Ocean State Duo Creates Sustainable Marine Power
April 10, 2017
FALL RIVER, Mass. — Some 12.5 million boats are registered in the United States, and a growing number — about 5 percent now — run on electric propulsion. They all also use batteries to power such things as communication and refrigeration. A pair of Rhode Islanders has started a business to meet the energy demands of boaters without their having to rely on fossil fuels.
Anthony Baro, owner of Providence-based E2SOL, and Chris Fagan of Newport-based Fagan Design Build Studio first met a few years ago when they were both working on an Aquidneck Island project. Last April, they founded PowerDocks LLC, looking to find a niche in the growing marine electronic propulsion industry and to help better protect the environment. The duo has filed patents for their ideas.
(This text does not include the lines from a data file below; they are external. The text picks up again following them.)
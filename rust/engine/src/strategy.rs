use crate::cards::ActionKind;
use crate::errors::GameError;
use crate::game::GameState;

/// Decision boundary between the orchestrator and whoever controls a seat.
///
/// Implemented by algorithmic policies and by human-input adapters alike;
/// the orchestrator never knows which one it is driving. Targets are seat
/// indices into [`GameState::players`].
///
/// # Example Implementation
///
/// ```rust
/// use flip7_engine::cards::ActionKind;
/// use flip7_engine::errors::GameError;
/// use flip7_engine::game::GameState;
/// use flip7_engine::strategy::{first_other_active, Strategy};
///
/// struct StayOnTen;
///
/// impl Strategy for StayOnTen {
///     fn name(&self) -> &str {
///         "StayOnTen"
///     }
///     fn decide_hit_or_stay(&mut self, state: &GameState<'_>) -> Result<bool, GameError> {
///         Ok(state.me().round_score() < 10)
///     }
///     fn choose_adversarial_target(
///         &mut self,
///         state: &GameState<'_>,
///         _action: ActionKind,
///     ) -> Result<usize, GameError> {
///         Ok(first_other_active(state))
///     }
///     fn choose_positive_target(
///         &mut self,
///         state: &GameState<'_>,
///         _action: ActionKind,
///     ) -> Result<usize, GameError> {
///         state
///             .other_active_seats()
///             .find(|&s| !state.players()[s].has_second_chance())
///             .ok_or(GameError::NoEligibleRecipient)
///     }
/// }
/// ```
pub trait Strategy: Send {
    /// Label used in logs and result tables.
    fn name(&self) -> &str;

    /// `true` to hit, `false` to stay. Algorithmic variants must answer
    /// without blocking.
    fn decide_hit_or_stay(&mut self, state: &GameState<'_>) -> Result<bool, GameError>;

    /// Target for Freeze or Flip Three. Must be an active seat; with no other
    /// active seat the decider must pick itself.
    fn choose_adversarial_target(
        &mut self,
        state: &GameState<'_>,
        action: ActionKind,
    ) -> Result<usize, GameError>;

    /// Recipient for a Second Chance the decider cannot keep.
    /// Fails with [`GameError::NoEligibleRecipient`] when nobody can take it.
    fn choose_positive_target(
        &mut self,
        state: &GameState<'_>,
        action: ActionKind,
    ) -> Result<usize, GameError>;
}

/// First active seat other than the decider, or the decider itself.
pub fn first_other_active(state: &GameState<'_>) -> usize {
    state.other_active_seats().next().unwrap_or(state.seat())
}

/// Active seats other than the decider that do not hold a Second Chance.
pub fn second_chance_candidates(state: &GameState<'_>) -> Vec<usize> {
    state
        .other_active_seats()
        .filter(|&s| !state.players()[s].has_second_chance())
        .collect()
}

/// A named seat at the table.
pub struct Seat {
    pub name: String,
    pub strategy: Box<dyn Strategy>,
}

impl Seat {
    pub fn new(name: impl Into<String>, strategy: Box<dyn Strategy>) -> Self {
        Self {
            name: name.into(),
            strategy,
        }
    }
}

impl std::fmt::Debug for Seat {
    fn fmt(&self, f: &mut std::fmt::Formatter<'_>) -> std::fmt::Result {
        f.debug_struct("Seat")
            .field("name", &self.name)
            .field("strategy", &self.strategy.name())
            .finish()
    }
}
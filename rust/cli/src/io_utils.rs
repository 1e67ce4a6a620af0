//! Line-oriented input helpers.

use std::io::BufRead;

/// Reads a line of input from a buffered reader, blocking until available.
///
/// Returns the trimmed line, or `None` on EOF or a read error.
///
/// # Example
///
/// ```rust
/// use std::io::Cursor;
/// # use flip7_cli::io_utils::read_stdin_line;
///
/// let mut input = Cursor::new("  hit \n");
/// assert_eq!(read_stdin_line(&mut input).as_deref(), Some("hit"));
/// assert_eq!(read_stdin_line(&mut input), None);
/// ```
pub fn read_stdin_line(stdin: &mut dyn BufRead) -> Option<String> {
    let mut line = String::new();
    match stdin.read_line(&mut line) {
        Ok(0) => None, // EOF
        Ok(_) => Some(line.trim().to_string()),
        Err(_) => None,
    }
}
use std::io;

fn main() {
    flip7_cli::logging::init_logging();
    let code = flip7_cli::run(std::env::args(), &mut io::stdout(), &mut io::stderr());
    std::process::exit(code);
}
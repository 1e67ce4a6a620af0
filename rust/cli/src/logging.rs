//! Tracing setup for the binary, plus a capturing layer for tests.

use std::marker::PhantomData;
use std::sync::{Arc, Mutex};
use tracing::Level;
use tracing_subscriber::layer::Context;
use tracing_subscriber::registry::LookupSpan;
use tracing_subscriber::{EnvFilter, Layer};

/// Filter used when `RUST_LOG` is unset.
pub const DEFAULT_FILTER: &str = "warn";

/// Installs a `fmt` subscriber on stderr so stdout stays clean for game
/// output. Does nothing if a subscriber is already installed.
pub fn init_logging() {
    let filter =
        EnvFilter::try_from_default_env().unwrap_or_else(|_| EnvFilter::new(DEFAULT_FILTER));

    let _ = tracing_subscriber::fmt()
        .with_env_filter(filter)
        .with_target(true)
        .with_writer(std::io::stderr)
        .try_init();
}

/// Structured log entry captured by [`CaptureLayer`]
#[derive(Debug, Clone)]
pub struct LogEntry {
    pub level: Level,
    pub target: String,
    pub message: String,
    pub fields: Vec<(String, String)>,
}

/// Collects events in memory so tests can assert on them.
#[derive(Debug, Clone, Default)]
pub struct LogCapture {
    entries: Arc<Mutex<Vec<LogEntry>>>,
}

impl LogCapture {
    pub fn new() -> Self {
        Self::default()
    }

    pub fn entries(&self) -> Vec<LogEntry> {
        self.entries.lock().map(|e| e.clone()).unwrap_or_default()
    }

    pub fn into_layer<S>(self) -> CaptureLayer<S>
    where
        S: tracing::Subscriber + for<'a> LookupSpan<'a>,
    {
        CaptureLayer {
            capture: self,
            _phantom: PhantomData,
        }
    }
}

pub struct CaptureLayer<S> {
    capture: LogCapture,
    _phantom: PhantomData<S>,
}

impl<S> Layer<S> for CaptureLayer<S>
where
    S: tracing::Subscriber + for<'a> LookupSpan<'a>,
{
    fn on_event(&self, event: &tracing::Event<'_>, _ctx: Context<'_, S>) {
        let metadata = event.metadata();
        let mut visitor = FieldVisitor::default();
        event.record(&mut visitor);

        let entry = LogEntry {
            level: *metadata.level(),
            target: metadata.target().to_string(),
            message: visitor.message.unwrap_or_default(),
            fields: visitor.fields,
        };

        if let Ok(mut entries) = self.capture.entries.lock() {
            entries.push(entry);
        }
    }
}

#[derive(Default)]
struct FieldVisitor {
    message: Option<String>,
    fields: Vec<(String, String)>,
}

impl tracing::field::Visit for FieldVisitor {
    fn record_debug(&mut self, field: &tracing::field::Field, value: &dyn std::fmt::Debug) {
        let value_str = format!("{:?}", value);
        if field.name() == "message" {
            self.message = Some(value_str);
        } else {
            self.fields.push((field.name().to_string(), value_str));
        }
    }
}

#[cfg(test)]
mod tests {
    use super::*;
    use flip7_engine::engine::{Game, GameConfig};
    use flip7_engine::strategy::Seat;
    use tracing_subscriber::Registry;
    use tracing_subscriber::layer::SubscriberExt;

    #[test]
    fn engine_reports_round_scoring() {
        let capture = LogCapture::new();
        let registry = Registry::default().with(capture.clone().into_layer::<Registry>());

        tracing::subscriber::with_default(registry, || {
            let seats = vec![
                Seat::new("a", Box::new(flip7_ai::create_policy("score:15").unwrap())),
                Seat::new("b", Box::new(flip7_ai::create_policy("ev").unwrap())),
            ];
            let config = GameConfig {
                seed: Some(8),
                ..GameConfig::default()
            };
            let mut game = Game::new(seats, config).unwrap();
            game.play_round().unwrap();
        });

        let entries = capture.entries();
        let scored = entries
            .iter()
            .find(|e| e.message.contains("round scored"))
            .expect("round scoring event");
        assert_eq!(scored.level, Level::INFO);
        assert!(scored.target.starts_with("flip7_engine"));
        assert!(scored.fields.iter().any(|(k, _)| k == "totals"));
        assert!(
            entries
                .iter()
                .any(|e| e.level == Level::DEBUG && e.message.contains("draws"))
        );
    }
}
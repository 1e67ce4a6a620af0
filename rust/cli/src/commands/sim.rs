//! Batch simulation: many complete computer-only games, one after another.
//!
//! Every game gets a fresh [`Game`] seeded with `seed + game index`; the
//! policy specs are re-parsed per game so no state carries over. Seat names
//! stay fixed so wins can be attributed.

use std::io::Write;

use flip7_ai::create_policy;
use flip7_engine::engine::{Game, GameConfig};
use flip7_engine::strategy::{Seat, Strategy};
use tracing::{debug, info};

use crate::cli::SimArgs;
use crate::commands::computer_specs;
use crate::config;
use crate::error::CliError;
use crate::formatters::performance_label;
use crate::names::NamePool;
use crate::ui;

/// Wins of one seat across the batch.
#[derive(Debug, Clone, PartialEq)]
pub struct SeatStats {
    pub name: String,
    pub wins: u32,
    /// Percentage of games won
    pub rate: f64,
}

/// Runs the batch and returns per-seat results sorted by wins, most first.
/// Equal win counts keep seat order.
pub fn run_simulation(
    specs: &[String],
    games: u32,
    seed: u64,
    target_score: u32,
) -> Result<Vec<SeatStats>, CliError> {
    let mut pool = NamePool::new(seed);
    let mut names = Vec::with_capacity(specs.len());
    for spec in specs {
        names.push(pool.computer(create_policy(spec)?.name()));
    }

    let mut wins = vec![0u32; specs.len()];
    for i in 0..games {
        let seats = specs
            .iter()
            .zip(&names)
            .map(|(spec, name)| -> Result<Seat, CliError> {
                Ok(Seat::new(name.clone(), Box::new(create_policy(spec)?)))
            })
            .collect::<Result<Vec<_>, _>>()?;
        let config = GameConfig {
            target_score,
            seed: Some(seed.wrapping_add(u64::from(i))),
        };
        let outcome = Game::new(seats, config)?.play_to_completion()?;
        debug!(game = i, winner = outcome.winner, rounds = outcome.rounds, "simulated game");
        wins[outcome.winner] += 1;
    }

    let mut stats: Vec<SeatStats> = names
        .into_iter()
        .zip(wins)
        .map(|(name, wins)| SeatStats {
            name,
            wins,
            rate: f64::from(wins) / f64::from(games) * 100.0,
        })
        .collect();
    stats.sort_by(|a, b| b.wins.cmp(&a.wins));
    Ok(stats)
}

/// Handle the sim command and print the result table.
pub fn handle_sim_command(
    args: &SimArgs,
    out: &mut dyn Write,
    err: &mut dyn Write,
) -> Result<(), CliError> {
    let cfg = config::load()?;
    let seed = args.seed.or(cfg.seed).unwrap_or_else(rand::random);
    let target_score = args.target.unwrap_or(cfg.target_score);
    let specs = computer_specs(&args.ai, &cfg);

    writeln!(
        out,
        "Running {} games with {} players (target {}, seed {})",
        args.games,
        specs.len(),
        target_score,
        seed
    )?;
    let stats = match run_simulation(&specs, args.games, seed, target_score) {
        Ok(s) => s,
        Err(e) => {
            ui::write_error(err, &e.to_string())?;
            return Err(e);
        }
    };
    info!(games = args.games, "simulation finished");

    writeln!(out, "{}", ui::rule(60))?;
    writeln!(
        out,
        "{:<24} {:>8} {:>10} {:>12}",
        "PLAYER", "WINS", "WIN RATE", "PERFORMANCE"
    )?;
    writeln!(out, "{}", "-".repeat(60))?;
    for s in &stats {
        writeln!(
            out,
            "{:<24} {:>8} {:>9.1}% {:>12}",
            s.name,
            s.wins,
            s.rate,
            performance_label(s.rate)
        )?;
    }
    writeln!(out, "{}", "-".repeat(60))?;
    writeln!(out, "Total Games: {}", args.games)?;
    if let [first, second, ..] = stats.as_slice() {
        writeln!(
            out,
            "Victory Margin: {:.1}% ({} vs {})",
            first.rate - second.rate,
            first.name,
            second.name
        )?;
    }
    writeln!(out, "{}", ui::rule(60))?;
    Ok(())
}

#[cfg(test)]
mod tests {
    use super::*;

    fn specs(list: &[&str]) -> Vec<String> {
        list.iter().map(|s| s.to_string()).collect()
    }

    #[test]
    fn wins_add_up_to_games() {
        let stats = run_simulation(&specs(&["score:20", "ev", "hit"]), 12, 7, 100).unwrap();
        assert_eq!(stats.len(), 3);
        assert_eq!(stats.iter().map(|s| s.wins).sum::<u32>(), 12);
        assert!(stats.windows(2).all(|w| w[0].wins >= w[1].wins));
        let total_rate: f64 = stats.iter().map(|s| s.rate).sum();
        assert!((total_rate - 100.0).abs() < 1e-9);
    }

    #[test]
    fn same_seed_same_results() {
        let a = run_simulation(&specs(&["bust:0.3", "hybrid"]), 5, 11, 80).unwrap();
        let b = run_simulation(&specs(&["bust:0.3", "hybrid"]), 5, 11, 80).unwrap();
        assert_eq!(a, b);
    }

    #[test]
    fn unknown_policy_is_rejected_before_playing() {
        let result = run_simulation(&specs(&["ev", "psychic"]), 5, 1, 100);
        assert!(matches!(result, Err(CliError::InvalidInput(_))));
    }
}
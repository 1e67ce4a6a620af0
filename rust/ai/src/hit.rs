//! Hit-or-stay rules.
//!
//! Every rule is a pure function of the [`GameState`] snapshot. Randomised
//! rules seed a local ChaCha stream from the snapshot's entropy, so the same
//! snapshot always yields the same answer.

use flip7_engine::cards::{Card, ModifierKind};
use flip7_engine::game::GameState;
use flip7_engine::player::{FLIP7_BONUS, FLIP7_COUNT};
use rand::{Rng, SeedableRng};
use rand_chacha::ChaCha20Rng;

/// Deficit to the leader beyond which the adaptive rule takes more risk.
const ADAPTIVE_DEFICIT: u32 = 50;
/// How far the adaptive rule moves its bust threshold.
const ADAPTIVE_STEP: f64 = 0.1;
/// Below this round score the hybrid rule only guards against likely busts.
const HYBRID_OPENING: u32 = 10;
const HYBRID_OPENING_RISK: f64 = 0.5;
const HYBRID_RISK: f64 = 0.35;

#[derive(Debug, Clone, Copy, PartialEq)]
pub enum HitRule {
    /// Hit until the round score reaches the threshold
    ScoreThreshold(u32),
    /// Hit while the chance of drawing a duplicate is below the threshold
    BustProbability(f64),
    /// Bust threshold that loosens when far behind and tightens when leading
    LeadAdaptive(f64),
    /// Hit while the average value of the next draw is positive
    ExpectedValue,
    /// Cheap bust guard early in the round, expected value afterwards
    Hybrid,
    /// Always hit, chasing the Flip 7 bonus
    AlwaysHit,
    /// Coin flip
    Random,
}

impl HitRule {
    /// Short label with the parameter, used to suffix computer names.
    pub fn label(&self) -> String {
        match self {
            HitRule::ScoreThreshold(n) => format!("score({})", n),
            HitRule::BustProbability(p) => format!("bust({:.2})", p),
            HitRule::LeadAdaptive(p) => format!("adapt({:.2})", p),
            HitRule::ExpectedValue => "ev".to_string(),
            HitRule::Hybrid => "hybrid".to_string(),
            HitRule::AlwaysHit => "hit".to_string(),
            HitRule::Random => "rand".to_string(),
        }
    }

    /// `true` to hit.
    pub fn wants_hit(&self, state: &GameState<'_>) -> bool {
        let me = state.me();
        let round_score = me.round_score();
        match *self {
            HitRule::ScoreThreshold(n) => round_score < n,
            HitRule::BustProbability(p) => state.bust_probability() < p,
            HitRule::LeadAdaptive(p) => {
                !reaches_target(state) && state.bust_probability() < adaptive_threshold(state, p)
            }
            HitRule::ExpectedValue => !reaches_target(state) && expected_gain(state) > 0.0,
            HitRule::Hybrid => {
                if reaches_target(state) {
                    false
                } else if round_score < HYBRID_OPENING {
                    state.bust_probability() < HYBRID_OPENING_RISK
                } else {
                    expected_gain(state) > 0.0 && state.bust_probability() < HYBRID_RISK
                }
            }
            HitRule::AlwaysHit => true,
            HitRule::Random => ChaCha20Rng::seed_from_u64(state.entropy()).random_bool(0.5),
        }
    }
}

/// Staying now would already end the game in the decider's favour.
fn reaches_target(state: &GameState<'_>) -> bool {
    state.effective_score(state.seat()) >= state.target_score()
}

fn adaptive_threshold(state: &GameState<'_>, base: f64) -> f64 {
    let mine = state.effective_score(state.seat());
    let threshold = match state.leader() {
        Some(l) if l == state.seat() => base - ADAPTIVE_STEP,
        Some(l) if state.effective_score(l).saturating_sub(mine) >= ADAPTIVE_DEFICIT => {
            base + ADAPTIVE_STEP
        }
        _ => base,
    };
    threshold.clamp(0.0, 1.0)
}

/// Average change in round score from drawing one more card.
///
/// A duplicate loses the whole round score. A new number adds its value
/// (doubled under x2) plus the Flip 7 bonus if it is the seventh. Action cards
/// count as zero.
pub fn expected_gain(state: &GameState<'_>) -> f64 {
    let remaining = state.remaining_cards();
    if remaining.is_empty() {
        return 0.0;
    }
    let me = state.me();
    let current = f64::from(me.round_score());
    let doubled = me.has_multiplier();
    let numbers_sum: u32 = me.numbers().iter().map(|&v| u32::from(v)).sum();
    let completes_flip7 = me.numbers().len() + 1 == FLIP7_COUNT;

    let total: f64 = remaining
        .iter()
        .map(|card| match *card {
            Card::Number(v) if me.holds_number(v) => -current,
            Card::Number(v) => {
                let mut gain = u32::from(v);
                if doubled {
                    gain *= 2;
                }
                if completes_flip7 {
                    gain += FLIP7_BONUS;
                }
                f64::from(gain)
            }
            Card::Modifier(ModifierKind::Times2) if !doubled => f64::from(numbers_sum),
            Card::Modifier(m) => f64::from(m.flat_points()),
            Card::Action(_) => 0.0,
        })
        .sum();
    total / remaining.len() as f64
}
use rand::{RngCore, SeedableRng};
use rand_chacha::ChaCha20Rng;
use serde::{Deserialize, Serialize};
use tracing::{debug, error, info, info_span};

use crate::cards::{ActionKind, Card};
use crate::deck::Deck;
use crate::errors::GameError;
use crate::game::GameState;
use crate::logger::{RoundEvent, RoundRecord};
use crate::player::{CardOutcome, Player, PlayerState};
use crate::strategy::{Seat, Strategy};

/// Cumulative score that ends the game.
pub const DEFAULT_TARGET_SCORE: u32 = 200;
pub const MIN_PLAYERS: usize = 2;
pub const MAX_PLAYERS: usize = 18;

const FLIP_THREE_DRAWS: usize = 3;

/// Where the orchestrator is within a round.
#[derive(Debug, Clone, Copy, Eq, PartialEq, Serialize, Deserialize)]
pub enum RoundPhase {
    /// One card to each seat, left of the dealer first
    DealInitial,
    /// Active seats hit or stay in turn order
    PlayerTurns,
    /// Round scores are banked
    ScoreRound,
    /// Some total reached the target score
    GameOver,
}

#[derive(Debug, Clone, PartialEq, Eq)]
pub struct GameConfig {
    /// Total that ends the game
    pub target_score: u32,
    /// Seed for the deck and decision streams; random when `None`
    pub seed: Option<u64>,
}

impl Default for GameConfig {
    fn default() -> Self {
        Self {
            target_score: DEFAULT_TARGET_SCORE,
            seed: None,
        }
    }
}

/// Outcome of one completed round.
#[derive(Debug, Clone, Eq, PartialEq, Serialize, Deserialize)]
pub struct RoundResult {
    /// Round number that was played
    pub round: u32,
    /// Dealer seat of that round
    pub dealer: usize,
    /// Banked score per seat (busted seats score 0)
    pub scores: Vec<u32>,
    /// Cumulative total per seat after banking
    pub totals: Vec<u32>,
    /// Seats that busted
    pub busts: Vec<usize>,
    /// Seat that achieved Flip 7, if any
    pub flip7: Option<usize>,
    /// Everything that happened, in order
    pub events: Vec<RoundEvent>,
}

impl RoundResult {
    pub fn to_record(&self, game_id: &str, seed: Option<u64>) -> RoundRecord {
        RoundRecord {
            game_id: game_id.to_string(),
            round: self.round,
            dealer: self.dealer,
            seed,
            events: self.events.clone(),
            scores: self.scores.clone(),
            totals: self.totals.clone(),
            busts: self.busts.clone(),
            flip7: self.flip7,
            ts: None,
        }
    }
}

/// Final result of a game played to the target score.
#[derive(Debug, Clone, Eq, PartialEq, Serialize, Deserialize)]
pub struct GameOutcome {
    pub winner: usize,
    pub winner_name: String,
    pub totals: Vec<u32>,
    pub rounds: u32,
}

/// Round orchestrator.
///
/// Owns the deck, the players and the seat strategies. Drives turn order,
/// resolves action cards (recursively for Flip Three) and checks after every
/// card movement that no card has appeared or vanished.
///
/// # Examples
///
/// ```
/// use flip7_engine::engine::{Game, GameConfig};
/// use flip7_engine::strategy::Seat;
/// # use flip7_engine::cards::ActionKind;
/// # use flip7_engine::errors::GameError;
/// # use flip7_engine::game::GameState;
/// # use flip7_engine::strategy::{first_other_active, second_chance_candidates, Strategy};
/// # struct Cautious;
/// # impl Strategy for Cautious {
/// #     fn name(&self) -> &str { "cautious" }
/// #     fn decide_hit_or_stay(&mut self, s: &GameState<'_>) -> Result<bool, GameError> {
/// #         Ok(s.me().round_score() < 15)
/// #     }
/// #     fn choose_adversarial_target(&mut self, s: &GameState<'_>, _: ActionKind) -> Result<usize, GameError> {
/// #         Ok(first_other_active(s))
/// #     }
/// #     fn choose_positive_target(&mut self, s: &GameState<'_>, _: ActionKind) -> Result<usize, GameError> {
/// #         second_chance_candidates(s).first().copied().ok_or(GameError::NoEligibleRecipient)
/// #     }
/// # }
///
/// let seats = vec![
///     Seat::new("Ada", Box::new(Cautious)),
///     Seat::new("Bob", Box::new(Cautious)),
/// ];
/// let config = GameConfig { seed: Some(7), ..GameConfig::default() };
/// let mut game = Game::new(seats, config).expect("valid table");
///
/// let result = game.play_round().expect("round completes");
/// assert_eq!(result.round, 1);
/// assert_eq!(game.round(), 2);
/// assert!(game.verify_conservation().is_ok());
/// ```
pub struct Game {
    players: Vec<Player>,
    strategies: Vec<Box<dyn Strategy>>,
    deck: Deck,
    /// Decision entropy stream, separate from the deck's shuffle stream
    rng: ChaCha20Rng,
    config: GameConfig,
    seed: u64,
    original_total: usize,
    /// Drawn cards not yet placed in a hand or on the discard pile
    in_flight: usize,
    round: u32,
    dealer: usize,
    phase: RoundPhase,
    events: Vec<RoundEvent>,
    flip7: Option<usize>,
    last_round: Option<RoundResult>,
}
“With no fossil-fuel generation, we’ll eliminate noise and environmental impacts,” said Baro, a Bristol resident who graduated from Roger Williams University in 1984 with a degree in mechanical engineering. “Our floating docks will generate their own power, store it and distribute it.”
In 2011, marine electronic propulsion was a $2.6 billion industry. Baro said the industry is projected to reach $6 billion by 2023.
The company’s autonomous renewable-energy charging stations could be placed in various waterways, in the ocean and on marina slips. Similar to land-based renewable-energy sources, PowerDocks would be user-friendly systems that draw on batteries storing energy to power pleasure boats, oceanographic research, military operations, and commercial applications such as aquaculture.
PowerDocks, with assistance from a Maryland-based marine construction company, is building a pilot unit for the Navy. The platform will be featured in August at the Annual Naval Technology Exercise at the Naval Undersea Warfare Center in Newport.
Other PowerDocks products, such as charging stations for recreational crafts, are expected to be launched in this spring and fall, according to Baro.
A sailor himself, Baro said the idea for PowerDocks was born from his need to recharge the sailboat he moors in Bristol. He said the idea is to encourage the boating community, marinas, defense contractors and the military to switch from fossil fuels to renewable-energy resources.
Charles Thangaraj, assistant professor of engineering at Roger Williams University, is leading the research end of the partnership, which includes several maritime companies.
Earlier this year, the Rhode Island Commerce Corporation awarded PowerDocks and Roger Williams University a $29,554 “Innovation Voucher” to help fund the development of these floating energy sources.
Baro, managing principal and founder of PowerDocks, said marinas usually operate at 80 percent to 85 percent capacity and if they could repurpose empty slips into power-generating facilities, these businesses could increase profitability. He said another application of PowerDocks is electrical outlets for aquaculture operations to increase filtration of water and improve the health of the shellfish and/or seaweed being grown.
These aquatic docking stations could also provide power, communication and docking services to unmanned aerial, surface and underwater vehicles, according to Baro. Fagan and Baro also envision various floating residential power dock structures to deal with climate change and flooding, and larger offshore structures that incorporate wave energy.
The small innovation company is headquartered at the UMass Dartmouth Center for Innovation & Entrepreneurship on Martine Street. It also has space on Broadway in Newport.
“Everybody wins,” Baro said. “Businesses save money and could make money. Sustainable power is generated, and the environment is better protected.”